The climate crisis is here and getting worse. With community in mind, we can make a much better agreement.
Robert Cook
Midtown
Free mass transit in Tucson
Regarding free rides on Tucson’s mass transit system. My question is: why do all taxpayers owe everyone a free ride? The great majority of people in this vast country either own cars which they use for transportation or utilize mass transit which they pay to use.

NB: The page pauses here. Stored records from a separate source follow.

use patient_risk_assessment::clients::AssessmentClient;
use patient_risk_assessment::config::Config;
use patient_risk_assessment::error::{ApiError, AppError};
use patient_risk_assessment::models::AssessmentResults;
use patient_risk_assessment::orchestrator::fetch_all_patients;
use patient_risk_assessment::workflow::AssessmentFlow;
use serde_json::{json, Value};
use tokio_test::{assert_err, assert_ok};
use wiremock::matchers::{body_json, header, method, path, query_param};
use wiremock::{Mock, MockServer, ResponseTemplate};

const API_KEY: &str = "test-key";

fn test_config(server: &MockServer) -> Config {
    Config {
        api_base_url: server.uri(),
        api_key: API_KEY.to_string(),
        backoff_unit_ms: 1,
        request_timeout_secs: 5,
        ..Config::default()
    }
}

fn page_body(page: u32, total_pages: u32, patients: Value) -> Value {
    json!({
        "data": patients,
        "pagination": {
            "page": page,
            "limit": 2,
            "total": total_pages * 2,
            "totalPages": total_pages,
            "hasNext": page < total_pages,
            "hasPrevious": page > 1
        },
        "metadata": {
            "timestamp": "2025-07-15T23:01:05.059Z",
            "version": "v1.0",
            "requestId": "req-1"
        }
    })
}

fn ids(prefix: &str, count: usize) -> Value {
    Value::Array(
        (0..count)
            .map(|i| json!({"patient_id": format!("{}{}", prefix, i), "age": 30, "blood_pressure": "110/70", "temperature": 98.2}))
            .collect(),
    )
}

fn submission_response() -> Value {
    let category = json!({"score": 10, "max": 10, "correct": 1, "submitted": 1, "matches": 1});
    json!({
        "success": true,
        "message": "Assessment submitted successfully",
        "results": {
            "score": 30,
            "percentage": 100,
            "status": "PASS",
            "breakdown": {
                "high_risk": category,
                "fever": category,
                "data_quality": category
            },
            "feedback": {"strengths": ["All categories correct"], "issues": []},
            "attempt_number": 1,
            "remaining_attempts": 2,
            "is_personal_best": true,
            "can_resubmit": true
        }
    })
}

async fn mount_page(server: &MockServer, page: u32, body: Value) {
    Mock::given(method("GET"))
        .and(path("/patients"))
        .and(query_param("page", page.to_string()))
        .and(header("x-api-key", API_KEY))
        .respond_with(ResponseTemplate::new(200).set_body_json(body))
        .expect(1)
        .mount(server)
        .await;
}

#[tokio::test]
async fn test_fetches_every_page_in_order() {
    let server = MockServer::start().await;
    mount_page(&server, 1, page_body(1, 3, ids("A", 2))).await;
    mount_page(&server, 2, page_body(2, 3, ids("B", 2))).await;
    mount_page(&server, 3, page_body(3, 3, ids("C", 1))).await;

    let client = assert_ok!(AssessmentClient::new(&test_config(&server)));
    let mut progress = Vec::new();
    let mut on_progress = |p: f64| progress.push(p);

    let patients = assert_ok!(fetch_all_patients(&client, 2, Some(&mut on_progress)).await);

    let order: Vec<&str> = patients.iter().map(|p| p.patient_id.as_str()).collect();
    assert_eq!(order, vec!["A0", "A1", "B0", "B1", "C0"]);
    assert_eq!(progress.len(), 3);
    assert!(progress.windows(2).all(|w| w[0] <= w[1]));
    assert_eq!(progress.last().copied(), Some(100.0));
}

#[tokio::test]
async fn test_total_pages_fixed_by_first_page() {
    let server = MockServer::start().await;
    mount_page(&server, 1, page_body(1, 2, ids("A", 2))).await;
    // 第 2 页声称共 5 页，应被忽略
    mount_page(&server, 2, page_body(2, 5, ids("B", 2))).await;
    Mock::given(method("GET"))
        .and(path("/patients"))
        .and(query_param("page", "3"))
        .respond_with(ResponseTemplate::new(200).set_body_json(page_body(3, 5, ids("C", 2))))
        .expect(0)
        .mount(&server)
        .await;

    let client = assert_ok!(AssessmentClient::new(&test_config(&server)));
    let patients = assert_ok!(fetch_all_patients(&client, 2, None).await);
    assert_eq!(patients.len(), 4);
}

#[tokio::test]
async fn test_rate_limit_then_server_error_then_success() {
    let server = MockServer::start().await;
    Mock::given(method("GET"))
        .and(path("/patients"))
        .respond_with(ResponseTemplate::new(429).insert_header("Retry-After", "2"))
        .up_to_n_times(1)
        .mount(&server)
        .await;
    Mock::given(method("GET"))
        .and(path("/patients"))
        .respond_with(ResponseTemplate::new(500))
        .up_to_n_times(1)
        .mount(&server)
        .await;
    Mock::given(method("GET"))
        .and(path("/patients"))
        .respond_with(ResponseTemplate::new(200).set_body_json(page_body(1, 1, ids("P", 3))))
        .mount(&server)
        .await;

    let client = assert_ok!(AssessmentClient::new(&test_config(&server)));
    let page = assert_ok!(client.fetch_patient_page(1, 10).await);
    assert_eq!(page.data.len(), 3);
    assert_eq!(page.pagination.total_pages, 1);

    let requests = server.received_requests().await.unwrap_or_default();
    assert_eq!(requests.len(), 3, "两次重试，共三次请求");
}

#[tokio::test]
async fn test_malformed_page_is_retried() {
    let server = MockServer::start().await;
    Mock::given(method("GET"))
        .and(path("/patients"))
        .respond_with(ResponseTemplate::new(200).set_body_json(json!({"data": null, "pagination": {}})))
        .up_to_n_times(2)
        .mount(&server)
        .await;
    Mock::given(method("GET"))
        .and(path("/patients"))
        .respond_with(ResponseTemplate::new(200).set_body_json(page_body(1, 1, ids("P", 1))))
        .mount(&server)
        .await;

    let client = assert_ok!(AssessmentClient::new(&test_config(&server)));
    let patients = assert_ok!(fetch_all_patients(&client, 10, None).await);
    assert_eq!(patients.len(), 1);
}

#[tokio::test]
async fn test_server_error_on_last_attempt_is_terminal() {
    let server = MockServer::start().await;
    Mock::given(method("GET"))
        .and(path("/patients"))
        .respond_with(ResponseTemplate::new(503))
        .expect(2)
        .mount(&server)
        .await;

    let config = Config {
        page_max_attempts: 2,
        ..test_config(&server)
    };
    let client = assert_ok!(AssessmentClient::new(&config));
    let err = assert_err!(client.fetch_patient_page(1, 10).await);
    match err {
        AppError::Api(ApiError::ServerError {
            status,
            status_text,
            ..
        }) => {
            assert_eq!(status, 503);
            assert_eq!(status_text, "Service Unavailable");
        }
        other => panic!("unexpected error: {}", other),
    }
}

#[tokio::test]
async fn test_rate_limit_on_every_attempt_exhausts_retries() {
    let server = MockServer::start().await;
    Mock::given(method("GET"))
        .and(path("/patients"))
        .respond_with(ResponseTemplate::new(429))
        .expect(3)
        .mount(&server)
        .await;

    let config = Config {
        page_max_attempts: 3,
        ..test_config(&server)
    };
    let client = assert_ok!(AssessmentClient::new(&config));
    let err = assert_err!(client.fetch_patient_page(1, 10).await);
    assert!(matches!(
        err,
        AppError::Api(ApiError::RetryExhausted { attempts: 3, .. })
    ));
}

#[tokio::test]
async fn test_validation_failure_on_last_attempt_is_terminal() {
    let server = MockServer::start().await;
    Mock::given(method("GET"))
        .and(path("/patients"))
        .respond_with(ResponseTemplate::new(200).set_body_json(json!({"data": []})))
        .expect(2)
        .mount(&server)
        .await;

    let config = Config {
        page_max_attempts: 2,
        ..test_config(&server)
    };
    let client = assert_ok!(AssessmentClient::new(&config));
    let err = assert_err!(client.fetch_patient_page(1, 10).await);
    assert!(matches!(err, AppError::Api(ApiError::ValidationFailure { .. })));
}

#[tokio::test]
async fn test_page_with_null_envelope_fields_is_accepted() {
    let server = MockServer::start().await;
    let body = json!({
        "data": ids("N", 2),
        "pagination": {
            "page": 1,
            "limit": 10,
            "total": null,
            "totalPages": 1,
            "hasNext": null,
            "hasPrevious": false
        },
        "metadata": {"timestamp": null, "version": "v1.0", "requestId": null}
    });
    mount_page(&server, 1, body).await;

    let client = assert_ok!(AssessmentClient::new(&test_config(&server)));
    let patients = assert_ok!(fetch_all_patients(&client, 10, None).await);
    assert_eq!(patients.len(), 2);

    let requests = server.received_requests().await.unwrap_or_default();
    assert_eq!(requests.len(), 1, "一次请求即成功，不应重试");
}

#[tokio::test]
async fn test_client_error_once_is_retried() {
    let server = MockServer::start().await;
    Mock::given(method("GET"))
        .and(path("/patients"))
        .respond_with(ResponseTemplate::new(404))
        .up_to_n_times(1)
        .mount(&server)
        .await;
    Mock::given(method("GET"))
        .and(path("/patients"))
        .respond_with(ResponseTemplate::new(200).set_body_json(page_body(1, 1, ids("P", 2))))
        .mount(&server)
        .await;

    let client = assert_ok!(AssessmentClient::new(&test_config(&server)));
    let page = assert_ok!(client.fetch_patient_page(1, 10).await);
    assert_eq!(page.data.len(), 2);

    let requests = server.received_requests().await.unwrap_or_default();
    assert_eq!(requests.len(), 2, "404 之后重试一次");
}

#[tokio::test]
async fn test_client_error_on_every_attempt_is_validation_failure() {
    let server = MockServer::start().await;
    Mock::given(method("GET"))
        .and(path("/patients"))
        .respond_with(ResponseTemplate::new(401))
        .expect(2)
        .mount(&server)
        .await;

    let config = Config {
        page_max_attempts: 2,
        ..test_config(&server)
    };
    let client = assert_ok!(AssessmentClient::new(&config));
    let err = assert_err!(client.fetch_patient_page(1, 10).await);
    assert!(matches!(err, AppError::Api(ApiError::ValidationFailure { .. })));
}

#[tokio::test]
async fn test_undecodable_body_on_last_attempt_reraises_transport_error() {
    let server = MockServer::start().await;
    Mock::given(method("GET"))
        .and(path("/patients"))
        .respond_with(ResponseTemplate::new(200).set_body_string("<html>oops</html>"))
        .expect(2)
        .mount(&server)
        .await;

    let config = Config {
        page_max_attempts: 2,
        ..test_config(&server)
    };
    let client = assert_ok!(AssessmentClient::new(&config));
    let err = assert_err!(client.fetch_patient_page(1, 10).await);
    assert!(matches!(err, AppError::Api(ApiError::Transport { .. })));
}

#[tokio::test]
async fn test_failing_page_aborts_whole_fetch() {
    let server = MockServer::start().await;
    mount_page(&server, 1, page_body(1, 2, ids("A", 2))).await;
    Mock::given(method("GET"))
        .and(path("/patients"))
        .and(query_param("page", "2"))
        .respond_with(ResponseTemplate::new(500))
        .mount(&server)
        .await;

    let config = Config {
        page_max_attempts: 2,
        ..test_config(&server)
    };
    let client = assert_ok!(AssessmentClient::new(&config));
    let err = assert_err!(fetch_all_patients(&client, 2, None).await);
    assert!(matches!(err, AppError::Api(ApiError::ServerError { .. })));
}

#[tokio::test]
async fn test_submit_returns_server_result_verbatim() {
    let server = MockServer::start().await;
    let payload = AssessmentResults {
        high_risk_patients: vec!["A".to_string()],
        fever_patients: vec![],
        data_quality_issues: vec!["C".to_string()],
    };
    Mock::given(method("POST"))
        .and(path("/submit-assessment"))
        .and(header("x-api-key", API_KEY))
        .and(body_json(json!({
            "high_risk_patients": ["A"],
            "fever_patients": [],
            "data_quality_issues": ["C"]
        })))
        .respond_with(ResponseTemplate::new(200).set_body_json(submission_response()))
        .expect(1)
        .mount(&server)
        .await;

    let client = assert_ok!(AssessmentClient::new(&test_config(&server)));
    let response = assert_ok!(client.submit_assessment(&payload).await);
    assert!(response.success);
    assert_eq!(response.results.status, "PASS");
    assert_eq!(response.results.percentage, 100.0);
    assert_eq!(response.results.remaining_attempts, 2);
    assert_eq!(response.results.breakdown.fever.max, 10.0);
    assert_eq!(response.results.feedback.strengths, vec!["All categories correct"]);
}

#[tokio::test]
async fn test_full_flow_classifies_and_submits() {
    let server = MockServer::start().await;
    mount_page(
        &server,
        1,
        page_body(
            1,
            1,
            json!([
                {"patient_id": "DEMO001", "blood_pressure": "150/95", "temperature": 101.2, "age": 70},
                {"patient_id": "DEMO002", "blood_pressure": "110/70", "temperature": 98.0, "age": 30},
                {"patient_id": "DEMO003", "blood_pressure": null, "temperature": "", "age": 50}
            ]),
        ),
    )
    .await;
    Mock::given(method("POST"))
        .and(path("/submit-assessment"))
        .and(body_json(json!({
            "high_risk_patients": ["DEMO001"],
            "fever_patients": ["DEMO001"],
            "data_quality_issues": ["DEMO003"]
        })))
        .respond_with(ResponseTemplate::new(200).set_body_json(submission_response()))
        .expect(1)
        .mount(&server)
        .await;

    let flow = assert_ok!(AssessmentFlow::new(&test_config(&server)));
    let outcome = assert_ok!(flow.run(None).await);

    assert_eq!(outcome.patients.len(), 3);
    let flags: Vec<bool> = outcome
        .assessments
        .iter()
        .map(|a| a.has_data_quality_issues)
        .collect();
    assert_eq!(flags, vec![false, false, true]);
    assert_eq!(outcome.assessment_for("DEMO002").map(|a| a.total_risk), Some(0));
    assert_eq!(outcome.summary().high_risk, 1);
    assert!(outcome.response.is_some());
}

#[tokio::test]
async fn test_dry_run_skips_submission() {
    let server = MockServer::start().await;
    mount_page(&server, 1, page_body(1, 1, ids("P", 2))).await;
    Mock::given(method("POST"))
        .and(path("/submit-assessment"))
        .respond_with(ResponseTemplate::new(200).set_body_json(submission_response()))
        .expect(0)
        .mount(&server)
        .await;

    let config = Config {
        dry_run: true,
        ..test_config(&server)
    };
    let flow = assert_ok!(AssessmentFlow::new(&config));
    let outcome = assert_ok!(flow.run(None).await);
    assert_eq!(outcome.assessments.len(), 2);
    assert!(outcome.response.is_none());
}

I can see the need for subsidies for low-income or destitute citizens, but to provide free transportation for everyone smacks of the welfare society that we are becoming.
William Johnson
Northwest side
Bad dream
Observing the great progress Republicans have made in stripping women of their reproductive rights, I have to ask: When was the separation of church and state removed from the First Amendment of the Constitution? How can a judge in one state rule that mifepristone cannot be used by anyone in any state, when SCOTUS left abortion decisions up to individual states? What medical school did Judge Kacsmaryk attend that gives him more medical knowledge than the physicians advising the FDA? Where is it written that anyone must be forced to have an abortion if it is available? Mifepristone has been proven safe for decades. Women who choose to carry a pregnancy to term are welcome to do so. But forcing large numbers of people to follow religious doctrine and faulty scientific logic turns the Constitution on its head. Please, someone, wake me up and tell me this has all been a bad dream.
Pamela Parker, MD
Obstetrician/Gynecologist
South Tucson
Blind justice?
It seems we hear about conservative judges and liberal judges. We hear about Republican judges and Democrat judges. Judges are supposed to interpret the law without favor or prejudice. To have liberal Democrat judges and conservative Republican judges defeats the principles of a “justice” system. Justice is supposed to be blind to partisan manipulation. Without an objective and unbiased judicial system, we don’t have a democracy.